* **Required action**:
The entries below contain a line with "a status line." and a line with "around the card". Retype exactly everything from the first down to the second, both included, and nothing else.

* **Data in this exercise**:
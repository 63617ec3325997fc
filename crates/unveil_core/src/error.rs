//! Core error types for UNVEIL.
//!
//! The sequencer itself never fails; these errors come from parsing
//! configuration and user-supplied options.

/// Core result type
pub type CoreResult<T> = Result<T, CoreError>;

/// Core error type
#[derive(Debug, Clone, PartialEq, Eq, thiserror::Error)]
pub enum CoreError {
    /// Config document could not be parsed
    #[error("Invalid config: {reason}")]
    InvalidConfig {
        /// Parser message
        reason: String,
    },

    /// A field holds a value that cannot be clamped into range
    #[error("Validation failed for {field}: {reason}")]
    Validation {
        /// Offending field
        field: String,
        /// Why the value was rejected
        reason: String,
    },

    /// Granularity name not recognised
    #[error("Unknown granularity: {0} (expected `char` or `grapheme`)")]
    UnknownGranularity(String),

    /// Cursor placement name not recognised
    #[error("Unknown cursor placement: {0} (expected `last_non_empty` or `last_line`)")]
    UnknownPlacement(String),
}

impl From<serde_json::Error> for CoreError {
    fn from(err: serde_json::Error) -> Self {
        Self::InvalidConfig {
            reason: err.to_string(),
        }
    }
}
//! TUI layout: a centred card above a status line.

use crate::renderer::RenderError;
use ratatui::layout::Rect;
use serde::{Deserialize, Serialize};

/// Layout manager for calculating screen areas
#[derive(Debug, Clone, PartialEq, Eq, Serialize, Deserialize)]
#[serde(default)]
pub struct Layout {
    /// Widest the card may grow
    max_card_width: u16,
    /// Status bar height
    status_height: u16,
    /// Blank cells around the card
    margin: u16,
}

impl Layout {
    /// Smallest usable card width (borders plus a few columns)
    pub const MIN_WIDTH: u16 = 12;

    /// Smallest usable height (card borders, one line, status bar)
    pub const MIN_HEIGHT: u16 = 4;

    /// Create a new layout
    #[must_use]
    pub fn new() -> Self {
        Self {
            max_card_width: 88,
            status_height: 1,
            margin: 1,
        }
    }

    /// Set the maximum card width
    #[must_use]
    pub fn with_max_card_width(mut self, width: u16) -> Self {
        self.max_card_width = width.max(Self::MIN_WIDTH);
        self
    }

    /// Set status bar height
    #[must_use]
    pub fn with_status_height(mut self, height: u16) -> Self {
        self.status_height = height;
        self
    }

    /// Set the margin
    #[must_use]
    pub fn with_margin(mut self, margin: u16) -> Self {
        self.margin = margin;
        self
    }

    /// Calculate layout areas for a given terminal size
    ///
    /// The card fits its content height when possible and is centred
    /// horizontally.
    ///
    /// # Errors
    ///
    /// Returns `RenderError::TooSmall` when the card cannot fit.
    pub fn calculate(&self, size: Rect, content_lines: usize) -> Result<CalculatedLayout, RenderError> {
        let margins = self.margin.saturating_mul(2);
        let min_width = Self::MIN_WIDTH.saturating_add(margins);
        let min_height = (Self::MIN_HEIGHT - 1)
            .saturating_add(self.status_height)
            .saturating_add(margins);
        if size.width < min_width || size.height < min_height {
            return Err(RenderError::TooSmall {
                min_width,
                min_height,
            });
        }

        let inner_width = size.width.saturating_sub(margins);
        let inner_height = size.height.saturating_sub(margins);

        let status_height = self.status_height.min(inner_height.saturating_sub(3));
        let available = inner_height - status_height;
        let wanted = u16::try_from(content_lines.saturating_add(2)).unwrap_or(u16::MAX);
        let card_height = wanted.max(3).min(available);
        let card_width = inner_width.min(self.max_card_width);

        let card_area = Rect {
            x: size
                .x
                .saturating_add(self.margin)
                .saturating_add((inner_width - card_width) / 2),
            y: size.y.saturating_add(self.margin),
            width: card_width,
            height: card_height,
        };

        let status_area = Rect {
            x: card_area.x,
            y: card_area.y.saturating_add(card_height),
            width: card_width,
            height: status_height,
        };

        Ok(CalculatedLayout {
            card_area,
            status_area,
        })
    }
}

impl Default for Layout {
    fn default() -> Self {
        Self::new()
    }
}

/// Calculated layout with card and status areas
#[derive(Debug, Clone, Copy, PartialEq, Eq)]
pub struct CalculatedLayout {
    /// Code card area
    pub card_area: Rect,
    /// Status bar area
    pub status_area: Rect,
}
//! Reveal state: the per-line revealed prefixes.

use crate::lines::LineSet;
use serde::{Deserialize, Serialize};

/// Snapshot of how much of each line has been revealed
///
/// Always the same length as the line set it was created for. Element `i`
/// is a prefix of line `i`.
#[derive(Debug, Clone, Default, PartialEq, Eq, Hash, Serialize, Deserialize)]
#[serde(transparent)]
pub struct RevealState {
    lines: Vec<String>,
}

impl RevealState {
    /// All-empty state for a line set
    #[must_use]
    pub fn for_lines(lines: &LineSet) -> Self {
        Self {
            lines: vec![String::new(); lines.len()],
        }
    }

    /// Number of lines
    #[must_use]
    pub fn len(&self) -> usize {
        self.lines.len()
    }

    /// True for a zero-line state
    #[must_use]
    pub fn is_empty(&self) -> bool {
        self.lines.is_empty()
    }

    /// Revealed text of one line
    #[must_use]
    pub fn get(&self, index: usize) -> Option<&str> {
        self.lines.get(index).map(String::as_str)
    }

    /// All revealed lines
    #[must_use]
    pub fn lines(&self) -> &[String] {
        &self.lines
    }

    /// Owned copy of the revealed lines
    #[must_use]
    pub fn to_vec(&self) -> Vec<String> {
        self.lines.clone()
    }

    /// Append one reveal unit to a line
    ///
    /// Returns false (and changes nothing) when the index is out of bounds.
    pub fn push_unit(&mut self, index: usize, unit: &str) -> bool {
        match self.lines.get_mut(index) {
            Some(line) => {
                line.push_str(unit);
                true
            }
            None => false,
        }
    }

    /// Total revealed characters across all lines
    #[must_use]
    pub fn revealed_chars(&self) -> usize {
        self.lines.iter().map(|l| l.chars().count()).sum()
    }

    /// Index of the last line with any revealed text
    #[must_use]
    pub fn last_non_empty(&self) -> Option<usize> {
        self.lines.iter().rposition(|l| !l.is_empty())
    }

    /// Check that every line is a prefix of the matching source line
    #[must_use]
    pub fn is_prefix_of(&self, source: &LineSet) -> bool {
        self.lines.len() == source.len()
            && self
                .lines
                .iter()
                .zip(source.iter())
                .all(|(revealed, full)| full.starts_with(revealed.as_str()))
    }

    /// Check whether every line is fully revealed
    #[must_use]
    pub fn is_complete_for(&self, source: &LineSet) -> bool {
        self.lines.len() == source.len()
            && self.lines.iter().zip(source.iter()).all(|(r, full)| r == full)
    }
}

impl From<Vec<String>> for RevealState {
    fn from(lines: Vec<String>) -> Self {
        Self { lines }
    }
}

impl<'a> IntoIterator for &'a RevealState {
    type Item = &'a String;
    type IntoIter = std::slice::Iter<'a, String>;

    fn into_iter(self) -> Self::IntoIter {
        self.lines.iter()
    }
}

* **Completed task**:
//! TUI layout: a centred card above a status line.

use crate::renderer::RenderError;
use ratatui::layout::Rect;
use serde::{Deserialize, Serialize};

/// Layout manager for calculating screen areas
#[derive(Debug, Clone, PartialEq, Eq, Serialize, Deserialize)]
#[serde(default)]
pub struct Layout {
    /// Widest the card may grow
    max_card_width: u16,
    /// Status bar height
    status_height: u16,
    /// Blank cells around the card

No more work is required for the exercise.